The default is 7 days.
But, as Doug points out in one of his comments, in some organisations by the time you’ve got access five or six days might have passed.
35 and 42 days are oft-mentioned sensible suggestions, mostly so that a) you’ve got a decent time buffer to react and b) you’ve got significant cover to allow for most business cycles of activity.
It’s set to 7 here which is a bit of pain.
Fortunately, I got access to the data within a couple of hours of requesting an account. But even so, I was working on other stuff at the same time and would occasionally think of things to double check but it was too late – the AWR and ASH data was long gone (also I’m writing this article about two weeks after I originally intended to and I wanted to post the queries and data from the actual problem but what with the disruption of the snow and Christmas, the data to match the queries has gone).
Anyway, you’ve been told something has been slow, the problem’s over now, the pool’s flushed, but people want an explanation – there’s an invASHtigation to be done.
In general, when I get access to production, I get data dictionary access. No access to underlying objects, no access to GUIs.
This is part of what I call a blind investigation.
I’m new to the system so I don’t know much about it, I’m not familiar with the SQL or objects, etc.
But I might have looked at some Statspack or AWR reports to get a general picture of activity.
DBA_HIST_ACTIVE_SESS_HISTORY is nearly always my starting place, or V$ACTIVE_SESSION_HISTORY if the data has not been flushed yet, to look for non-standard waiting.
First up though, you need to have asked some basic questions:
- Is/Was the problem system-wide or limited to a few sessions?
- If limited, limited to who? Connecting as which user? Connecting via which application?
- What was the timeframe of the problem
If the problem is system-wide, identifying it from looking at the ASH data for particular sessions might be tricky.
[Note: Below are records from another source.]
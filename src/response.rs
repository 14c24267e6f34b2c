//! Status responses of the timing controller
//!
//! After an image packet or a data pointer reset, the controller answers with
//! a two byte status word that is clocked out by a full-duplex exchange of two
//! zero bytes.
//!
//! | Bytes      | Status                      |
//! |------------|-----------------------------|
//! | `90 00`    | [`Status::Success`]         |
//! | `67 00`    | [`Status::LengthError`]     |
//! | `6A 00`    | [`Status::ParameterError`]  |
//! | `00 00`    | [`Status::NotReady`]        |
//! | `FF FF`    | [`Status::NotReady`]        |
//! | other      | [`Status::Error`]           |
//!
//! ## Example
//!
//! ```
//! use pd_eink::Status;
//!
//! assert_eq!(Status::classify([0x90, 0x00]), Status::Success);
//! assert_eq!(Status::classify([0x6A, 0x00]), Status::ParameterError);
//! assert!(Status::classify([0xFF, 0xFF]).is_not_ready());
//! ```

/// Length of a status response in bytes
pub const RESPONSE_LEN: usize = 2;

/// Status word reported after a command
#[derive(Clone, Copy, Debug, PartialEq, Eq)]
pub enum Status {
    /// Command accepted (0x9000)
    Success,
    /// Wrong length in the command frame (0x6700)
    LengthError,
    /// Invalid command parameter (0x6A00)
    ParameterError,
    /// The controller has not produced a status yet (0x0000 or 0xFFFF)
    NotReady,
    /// Any other status word
    Error(u16),
}

impl Status {
    /// Status word for success
    pub const SUCCESS: u16 = 0x9000;
    /// Status word for a length error
    pub const LENGTH_ERROR: u16 = 0x6700;
    /// Status word for a parameter error
    pub const PARAMETER_ERROR: u16 = 0x6A00;

    /// Classify the raw bytes of a status exchange
    pub fn classify(bytes: [u8; RESPONSE_LEN]) -> Self {
        match u16::from_be_bytes(bytes) {
            0x0000 | 0xFFFF => Self::NotReady,
            Self::SUCCESS => Self::Success,
            Self::LENGTH_ERROR => Self::LengthError,
            Self::PARAMETER_ERROR => Self::ParameterError,
            code => Self::Error(code),
        }
    }

    /// Status word as a big-endian u16
    ///
    /// `NotReady` reports 0x0000.
    pub fn code(self) -> u16 {
        match self {
            Self::Success => Self::SUCCESS,
            Self::LengthError => Self::LENGTH_ERROR,
            Self::ParameterError => Self::PARAMETER_ERROR,
            Self::NotReady => 0x0000,
            Self::Error(code) => code,
        }
    }

    /// Whether the command succeeded
    pub fn is_success(self) -> bool {
        self == Self::Success
    }

    /// Whether the read should be repeated before giving up
    pub fn is_not_ready(self) -> bool {
        self == Self::NotReady
    }
}

impl core::fmt::Display for Status {
    fn fmt(&self, f: &mut core::fmt::Formatter<'_>) -> core::fmt::Result {
        match self {
            Self::Success => write!(f, "success"),
            Self::LengthError => write!(f, "length error (0x6700)"),
            Self::ParameterError => write!(f, "parameter error (0x6A00)"),
            Self::NotReady => write!(f, "no response"),
            Self::Error(code) => write!(f, "error (0x{code:04X})"),
        }
    }
}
If the database is not the source of the problem, then using AWR and ASH might not give any clues.
It’s not terribly scientific, but paging quickly through and aggregating the ASH data can often give a good “feel” for whether the database was experiencing any non-standard extra time in any particular timeframe (although comparing system-level pictures of activity like statspack and AWR reports might be better).
In this case, I opened up with a query a bit like this, targetting a small timeframe when the problem was almost certainly to have been occurring for the end-user:
select to_char(sample_time,'HH24:MI:SS') time, session_id sid
, session_serial# s#, user_id usr, session_state state
, time_waited waited, blocking_session blk_by, blocking_session_status blk_stat
, sql_id, sql_child_number child_id, sql_plan_hash_value hash
, sql_plan_operation plan_op
, event, p1text, p1, p2text, p2, p3text p3, wait_class
, top_level_sql_id top_id, sql_exec_start ex_start
, plsql_entry_object_id pl_obj, plsql_entry_subprogram_id pl_prog
where sample_time between <start_time> and <end_time>
order by time desc;
Then adding a predicate to run a similar query targetted on the particular user/s experiencing the problem:
and user_id = <user_id>
Followed by zooming in on a particular session if one stands out in the data above:
and session_id = <session_id>
and session_serial# = <serial#>
With this particular performance problem, it was quickly obvious that this was a case of good plan gone bad with the affected sessions not blocked or waiting but mostly ON CPU running the same SQL_ID and the same SQL_PLAN_HASH_VALUE.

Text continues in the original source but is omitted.